use serde::{Deserialize, Serialize};

#[cfg(feature = "parallel-projection")]
use rayon::prelude::*;

use crate::core::{Axis, Color, DataPoint, LinearColorAxis, PlotRect, ScreenPoint};
use crate::error::{PlotError, PlotResult};
use crate::render::{ClippingContext, RenderContext, Stroke};
use crate::series::TrackerHit;

/// Rectangular cell grid colored through a linear color axis.
///
/// `data[i][j]` is the value of the cell at X slot `i` and Y slot `j`;
/// `x0`/`x1` and `y0`/`y1` are the centers of the first and last slots, so
/// the rendered surface extends half a cell beyond them on each side.
#[derive(Debug, Clone, PartialEq, Serialize, Deserialize)]
pub struct HeatMapSeries {
    pub title: Option<String>,
    pub x_axis_key: Option<String>,
    pub y_axis_key: Option<String>,
    pub color_axis_key: Option<String>,
    pub x0: f64,
    pub x1: f64,
    pub y0: f64,
    pub y1: f64,
    /// Cell values; NaN cells resolve to the color axis invalid color.
    #[serde(with = "crate::core::primitives::serde_nan_grid")]
    pub data: Vec<Vec<f64>>,
}

impl HeatMapSeries {
    #[must_use]
    pub fn new() -> Self {
        Self {
            title: None,
            x_axis_key: None,
            y_axis_key: None,
            color_axis_key: None,
            x0: 0.0,
            x1: 0.0,
            y0: 0.0,
            y1: 0.0,
            data: Vec::new(),
        }
    }

    #[must_use]
    pub fn with_grid(mut self, x0: f64, x1: f64, y0: f64, y1: f64, data: Vec<Vec<f64>>) -> Self {
        self.x0 = x0;
        self.x1 = x1;
        self.y0 = y0;
        self.y1 = y1;
        self.data = data;
        self
    }

    #[must_use]
    pub fn with_title(mut self, title: impl Into<String>) -> Self {
        self.title = Some(title.into());
        self
    }

    fn columns(&self) -> usize {
        self.data.len()
    }

    fn rows(&self) -> usize {
        self.data.first().map_or(0, Vec::len)
    }

    fn cell_width(&self) -> f64 {
        let columns = self.columns();
        if columns > 1 {
            (self.x1 - self.x0) / (columns - 1) as f64
        } else {
            1.0
        }
    }

    fn cell_height(&self) -> f64 {
        let rows = self.rows();
        if rows > 1 {
            (self.y1 - self.y0) / (rows - 1) as f64
        } else {
            1.0
        }
    }

    /// Validates that all rows have equal length.
    pub fn validate(&self) -> PlotResult<()> {
        let rows = self.rows();
        if self.data.iter().any(|column| column.len() != rows) {
            return Err(PlotError::InvalidData(
                "heat map columns must all have the same length".to_owned(),
            ));
        }
        Ok(())
    }

    pub fn update_axis_max_min(&self, x_axis: &mut Axis, y_axis: &mut Axis) {
        if self.data.is_empty() {
            return;
        }
        let half_width = self.cell_width() / 2.0;
        let half_height = self.cell_height() / 2.0;
        x_axis.include(self.x0.min(self.x1) - half_width);
        x_axis.include(self.x0.max(self.x1) + half_width);
        y_axis.include(self.y0.min(self.y1) - half_height);
        y_axis.include(self.y0.max(self.y1) + half_height);
    }

    /// Folds all cell values into the color axis range.
    pub fn update_color_axis_max_min(&self, color_axis: &mut LinearColorAxis) {
        for value in self.data.iter().flatten() {
            color_axis.axis.include(*value);
        }
    }

    pub fn render(
        &mut self,
        rc: &mut ClippingContext<'_>,
        x_axis: &Axis,
        y_axis: &Axis,
        color_axis: &LinearColorAxis,
    ) -> PlotResult<()> {
        self.validate()?;

        let cells = self.project_cells(x_axis, y_axis, color_axis);
        // Projection may fan out; drawing stays strictly ordered.
        for (rect, color) in cells {
            if color.is_visible() {
                rc.draw_rectangle(rect, color, &Stroke::none())?;
            }
        }
        Ok(())
    }

    fn project_cells(
        &self,
        x_axis: &Axis,
        y_axis: &Axis,
        color_axis: &LinearColorAxis,
    ) -> Vec<(PlotRect, Color)> {
        let half_width = self.cell_width() / 2.0;
        let half_height = self.cell_height() / 2.0;
        let columns = self.columns();
        let rows = self.rows();

        let project_column = |(i, column): (usize, &Vec<f64>)| -> Vec<(PlotRect, Color)> {
            let x = self.slot_center(self.x0, self.x1, i, columns);
            column
                .iter()
                .enumerate()
                .map(|(j, &value)| {
                    let y = self.slot_center(self.y0, self.y1, j, rows);
                    let a = x_axis.transform_point(x - half_width, y - half_height, y_axis);
                    let b = x_axis.transform_point(x + half_width, y + half_height, y_axis);
                    (
                        PlotRect::from_screen_points(a, b),
                        color_axis.color_for_value(value),
                    )
                })
                .collect()
        };

        #[cfg(feature = "parallel-projection")]
        {
            self.data
                .par_iter()
                .enumerate()
                .flat_map_iter(project_column)
                .collect()
        }

        #[cfg(not(feature = "parallel-projection"))]
        {
            self.data
                .iter()
                .enumerate()
                .flat_map(project_column)
                .collect()
        }
    }

    fn slot_center(&self, start: f64, end: f64, index: usize, count: usize) -> f64 {
        if count > 1 {
            start + (end - start) * index as f64 / (count - 1) as f64
        } else {
            start
        }
    }

    #[must_use]
    pub fn nearest_point(
        &self,
        x_axis: &Axis,
        y_axis: &Axis,
        target: ScreenPoint,
    ) -> Option<TrackerHit> {
        let columns = self.columns();
        let rows = self.rows();
        let mut best: Option<TrackerHit> = None;
        let mut best_distance = f64::INFINITY;

        for i in 0..columns {
            let x = self.slot_center(self.x0, self.x1, i, columns);
            for j in 0..rows {
                let y = self.slot_center(self.y0, self.y1, j, rows);
                let screen = x_axis.transform_point(x, y, y_axis);
                let distance_squared = screen.distance_to_squared(target);
                if distance_squared < best_distance {
                    best_distance = distance_squared;
                    best = Some(TrackerHit {
                        series_title: self.title.clone(),
                        data_point: DataPoint::new(x, y),
                        screen_point: screen,
                        index: (i * rows + j) as f64,
                    });
                }
            }
        }
        best
    }
}

impl Default for HeatMapSeries {
    fn default() -> Self {
        Self::new()
    }
}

□ □ □ □ □

## Exercise prompt:
Find every line in the records above that holds the word "columns", and copy each one.

## Problem solution:
    fn columns(&self) -> usize {
        let columns = self.columns();
        if columns > 1 {
            (self.x1 - self.x0) / (columns - 1) as f64
                "heat map columns must all have the same length".to_owned(),
        let columns = self.columns();
            let x = self.slot_center(self.x0, self.x1, i, columns);
        let columns = self.columns();
        for i in 0..columns {
            let x = self.slot_center(self.x0, self.x1, i, columns);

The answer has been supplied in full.